しかし「なぜ書店で電子書籍を買う人がいると思ったのか」といった反響を見ると、箇条書きでも載せたほうがよかったかな……という気がします。リンク貼ってあっても、リンク先までは読まない人が多いですよね。ちょっと失敗。
- 本はまだ、圧倒的にリアル書店で売れている(2012年で全出版物販売額の72.8%)
- クレジットカード決済額は民間最終消費支出の17.4%(2011年)で、まだまだ現金決済を好む人が多い
- 圧倒的大多数の一般ユーザーは、ネットユーザーほどITに詳しくない(デジタルデバイド問題)
- 紙の在庫が切れてしまっている場合でも、電子で代替できる
- プレゼントできる
例えばゲームでも、店頭で「ダウンロード版」を販売してたりするわけで。
ネットユーザーには不要のサービスだとしても、低年齢層やITに詳しくないユーザーには良いと思うんですけどね。そういう意味では、端末を展示するのはいいけど「スマホで読めます」ってポスターも貼った方がいいかも? 専用端末じゃないと読めないって誤解されるから。
売り方について
カードの展示方法について。有隣堂のように1ヶ所にまとめて目立つようにするやり方と、三省堂書店のように分散させる方法のどちらも、「認知」させる手段です。どういうやり方がいいのかは書店の現場でもいろいろアイデアが出ているようですし、思いつきで「こういう方法はどうだろう?」みたいなことを部外者が言っても……というのがあったので、マガジン航の記事では触れませんでした。

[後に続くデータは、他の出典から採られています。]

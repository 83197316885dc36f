//! Value iteration with synchronous Bellman-optimality sweeps
//!
//! Every sweep computes
//!
//! ```text
//! Q(s, a) = Σ p · (r + γ · V(s'))      over the outcomes of a in s
//! V'(s)   = max_a Q(s, a)
//! ```
//!
//! from the values of the previous sweep only, so the result does not depend
//! on the order states are visited in. Accepting states and states without
//! actions are terminal: they start and stay at zero whatever the initial
//! values, so the seed never moves the fixed point.

use std::collections::{BTreeMap, HashMap};

use rand::{Rng, SeedableRng, rngs::StdRng};
use serde::{Deserialize, Serialize};

use super::{DecisionProcess, QTable};
use crate::{
    Error, Result,
    identifiers::{ActionName, StateName},
    ports::Observer,
};

/// Starting values of the non-terminal states.
#[derive(Debug, Clone, Copy, PartialEq, Default, Serialize, Deserialize)]
#[serde(tag = "kind", rename_all = "kebab-case")]
pub enum InitialValues {
    /// Every state starts at zero.
    #[default]
    Zero,
    /// Values drawn uniformly from `[low, high]` with a seeded generator.
    Uniform { seed: u64, low: f64, high: f64 },
}

/// Configuration for [`ValueIteration`].
///
/// # Examples
///
/// ```
/// use campfire::mdp::{InitialValues, SolverConfig};
///
/// let config = SolverConfig::new(0.5, 0.01)
///     .with_max_sweeps(500)
///     .with_initial_values(InitialValues::Uniform { seed: 7, low: 0.0, high: 100.0 });
/// assert!(config.validate().is_ok());
/// ```
#[derive(Debug, Clone, Copy, PartialEq, Serialize, Deserialize)]
pub struct SolverConfig {
    /// Discount factor γ in (0, 1]
    pub discount: f64,
    /// Convergence threshold θ on the largest value change of a sweep
    pub threshold: f64,
    /// Upper bound on the number of sweeps
    #[serde(default = "default_max_sweeps")]
    pub max_sweeps: usize,
    #[serde(default)]
    pub initial_values: InitialValues,
}

fn default_max_sweeps() -> usize {
    10_000
}

impl SolverConfig {
    pub fn new(discount: f64, threshold: f64) -> Self {
        Self {
            discount,
            threshold,
            max_sweeps: default_max_sweeps(),
            initial_values: InitialValues::Zero,
        }
    }

    pub fn with_max_sweeps(mut self, max_sweeps: usize) -> Self {
        self.max_sweeps = max_sweeps;
        self
    }

    pub fn with_initial_values(mut self, initial_values: InitialValues) -> Self {
        self.initial_values = initial_values;
        self
    }

    /// Set uniformly drawn initial values with a fixed seed.
    pub fn with_seed(self, seed: u64, low: f64, high: f64) -> Self {
        self.with_initial_values(InitialValues::Uniform { seed, low, high })
    }

    /// Check the parameters.
    ///
    /// # Errors
    ///
    /// Returns [`Error::InvalidSolverParameter`] naming the offending field.
    pub fn validate(&self) -> Result<()> {
        let invalid = |name: &str, value: f64| Error::InvalidSolverParameter {
            name: name.to_string(),
            value,
        };
        if !(self.discount > 0.0 && self.discount <= 1.0) {
            return Err(invalid("discount", self.discount));
        }
        if !(self.threshold.is_finite() && self.threshold > 0.0) {
            return Err(invalid("threshold", self.threshold));
        }
        if self.max_sweeps == 0 {
            return Err(invalid("max_sweeps", 0.0));
        }
        if let InitialValues::Uniform { low, high, .. } = self.initial_values {
            if !low.is_finite() {
                return Err(invalid("initial_values.low", low));
            }
            if !(high.is_finite() && high >= low) {
                return Err(invalid("initial_values.high", high));
            }
        }
        Ok(())
    }
}

impl Default for SolverConfig {
    /// γ = 0.5, θ = 0.01, zero initial values.
    fn default() -> Self {
        Self::new(0.5, 0.01)
    }
}

/// Converged value function with its Q-table and greedy policy.
#[derive(Debug, Clone, PartialEq, Serialize, Deserialize)]
pub struct Solution {
    pub values: BTreeMap<StateName, f64>,
    pub q_table: QTable,
    pub policy: BTreeMap<StateName, ActionName>,
    /// Number of sweeps until convergence
    pub sweeps: usize,
    /// Largest value change of the last sweep
    pub final_delta: f64,
}

impl Solution {
    pub fn value_of(&self, state: &str) -> Option<f64> {
        self.values.get(state).copied()
    }

    pub fn action_for(&self, state: &str) -> Option<&ActionName> {
        self.policy.get(state)
    }

    pub fn to_json_string(&self) -> Result<String> {
        Ok(serde_json::to_string_pretty(self)?)
    }
}

/// Action with its outcomes resolved to dense state indices.
struct IndexedAction<'p> {
    name: &'p ActionName,
    /// `(next, probability, reward)`
    outcomes: Vec<(usize, f64, f64)>,
}

/// Dense view of a decision process, fixed for the duration of one solve.
struct Indexed<'p> {
    names: Vec<&'p StateName>,
    accepting: Vec<bool>,
    actions: Vec<Vec<IndexedAction<'p>>>,
}

impl<'p> Indexed<'p> {
    fn build<P: DecisionProcess + ?Sized>(process: &'p P) -> Result<Self> {
        let mut names = process.state_names();
        names.sort();
        names.dedup();
        let index: HashMap<&StateName, usize> =
            names.iter().enumerate().map(|(i, name)| (*name, i)).collect();

        let mut accepting = Vec::with_capacity(names.len());
        let mut actions = Vec::with_capacity(names.len());
        for &state in &names {
            accepting.push(process.is_accepting(state));
            let mut action_names = process.action_names(state);
            action_names.sort();
            action_names.dedup();
            let mut indexed = Vec::with_capacity(action_names.len());
            for name in action_names {
                let outcomes = process
                    .outcomes(state, name)
                    .iter()
                    .map(|outcome| {
                        index
                            .get(&outcome.next)
                            .map(|&next| (next, outcome.probability, outcome.reward))
                            .ok_or_else(|| Error::UnknownState {
                                name: outcome.next.to_string(),
                            })
                    })
                    .collect::<Result<Vec<_>>>()?;
                indexed.push(IndexedAction { name, outcomes });
            }
            actions.push(indexed);
        }

        Ok(Self {
            names,
            accepting,
            actions,
        })
    }

    /// Accepting, or no action to take.
    fn is_terminal(&self, state: usize) -> bool {
        self.accepting[state] || self.actions[state].is_empty()
    }

    fn q_value(&self, action: &IndexedAction<'_>, values: &[f64], discount: f64) -> f64 {
        action
            .outcomes
            .iter()
            .map(|&(next, probability, reward)| probability * (reward + discount * values[next]))
            .sum()
    }

    /// First action by name with the highest Q-value.
    fn best(&self, state: usize, values: &[f64], discount: f64) -> Option<(usize, f64)> {
        let mut best: Option<(usize, f64)> = None;
        for (i, action) in self.actions[state].iter().enumerate() {
            let q = self.q_value(action, values, discount);
            match best {
                Some((_, best_q)) if q <= best_q => {}
                _ => best = Some((i, q)),
            }
        }
        best
    }
}

/// Value-iteration solver
pub struct ValueIteration {
    config: SolverConfig,
    observers: Vec<Box<dyn Observer>>,
}

impl ValueIteration {
    pub fn new(config: SolverConfig) -> Self {
        Self {
            config,
            observers: Vec::new(),
        }
    }

    /// Add an observer notified after every sweep
    pub fn with_observer(mut self, observer: Box<dyn Observer>) -> Self {
        self.observers.push(observer);
        self
    }

    pub fn config(&self) -> &SolverConfig {
        &self.config
    }

    /// Run sweeps until the largest value change drops to the threshold.
    ///
    /// # Errors
    ///
    /// - [`Error::InvalidSolverParameter`] for an invalid configuration
    /// - [`Error::UnknownState`] when an outcome names an undeclared state
    /// - [`Error::Convergence`] when `max_sweeps` sweeps were not enough
    pub fn solve<P: DecisionProcess + ?Sized>(&mut self, process: &P) -> Result<Solution> {
        self.config.validate()?;
        let indexed = Indexed::build(process)?;
        let discount = self.config.discount;

        let mut values = self.initial_values(&indexed);
        let mut sweeps = 0;
        let mut delta = f64::INFINITY;
        while delta > self.config.threshold {
            if sweeps == self.config.max_sweeps {
                return Err(Error::Convergence {
                    sweeps,
                    last_delta: delta,
                });
            }
            let mut next = values.clone();
            delta = 0.0;
            for state in 0..indexed.names.len() {
                if indexed.accepting[state] {
                    continue;
                }
                if let Some((_, q)) = indexed.best(state, &values, discount) {
                    delta = delta.max((q - values[state]).abs());
                    next[state] = q;
                }
            }
            values = next;
            sweeps += 1;
            for observer in &mut self.observers {
                observer.on_sweep(sweeps, delta)?;
            }
        }

        let mut q_table = QTable::new();
        let mut policy = BTreeMap::new();
        for (state, name) in indexed.names.iter().enumerate() {
            if indexed.accepting[state] {
                continue;
            }
            for action in &indexed.actions[state] {
                let q = indexed.q_value(action, &values, discount);
                q_table.set((*name).clone(), action.name.clone(), q);
            }
            if let Some((best, _)) = indexed.best(state, &values, discount) {
                policy.insert((*name).clone(), indexed.actions[state][best].name.clone());
            }
        }

        for observer in &mut self.observers {
            observer.on_solve_end(sweeps, delta)?;
        }

        Ok(Solution {
            values: indexed
                .names
                .iter()
                .map(|name| (*name).clone())
                .zip(values)
                .collect(),
            q_table,
            policy,
            sweeps,
            final_delta: delta,
        })
    }

    fn initial_values(&self, indexed: &Indexed<'_>) -> Vec<f64> {
        match self.config.initial_values {
            InitialValues::Zero => vec![0.0; indexed.names.len()],
            InitialValues::Uniform { seed, low, high } => {
                let mut rng = StdRng::seed_from_u64(seed);
                (0..indexed.names.len())
                    .map(|state| {
                        if indexed.is_terminal(state) {
                            0.0
                        } else {
                            rng.random_range(low..=high)
                        }
                    })
                    .collect()
            }
        }
    }
}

ただ、個人的には、以前ITmedia eBook USERで紹介された「図書館の電子書籍をより可視化する方法」のように、カードを書籍に挟み込んだり、書籍の上や下に置いたりと、棚に溶け込ませた方がいいのではないかと思っています。「デジ本プラス」は、まさにそういうやり方(”付録”的扱いなので、当然といえば当然ですが)なんですよね。
「デジ本プラス」は雑誌に挟み込まれている(赤い紙)
「BooCa」の裏の目的
昨日、日経にこんな記事が出ました。電子書店閉鎖時のトラブルを防ぐために救済策が必要だ、という内容です。
電子書籍、ルール周知が課題 サービス停止でトラブル相次ぐ 買うのは「読む権利」、利用者と意識に溝 :日本経済新聞
実はメディア向け説明会で配布された資料にチラッと書いてあるのですが、「BooCa」は「BookLive!」と「楽天Kobo」という全く異なる2つの電子書店を、1つのプラットフォームで相互乗り入れする仕組みです。
「BooCa」説明会資料
これは将来的に、ある電子書店が仮に閉鎖するような事態が起こった場合でも、他の電子書店で購入履歴をカバーすることを目標に設計しているそうです。ただ、残念ながら現時点の「BooCa」は、それが可能な仕組みになっていない(あくまで「将来的に」という話)ので、記事中で触れるのはやめました。
というのは、例えば「ブックリスタ」の参加企業は、閉鎖時に他の電子書店で救済することを視野に入れた提携をしていたはずなのですが、楽天が「Raboo」を閉鎖する時には役に立たなかった前例があるからです。
問題は、システム的に連携させて技術的には移行が可能になっていたとしても、著作権者や出版社の許諾が別途必要なんですよね。たぶんそっちの障壁の方が大きいのだろうな、と。「車で聞きたければCDを持って行くか、それがいやならもう1枚買えば良い」という考え方は、出版系の人も同じですもんね。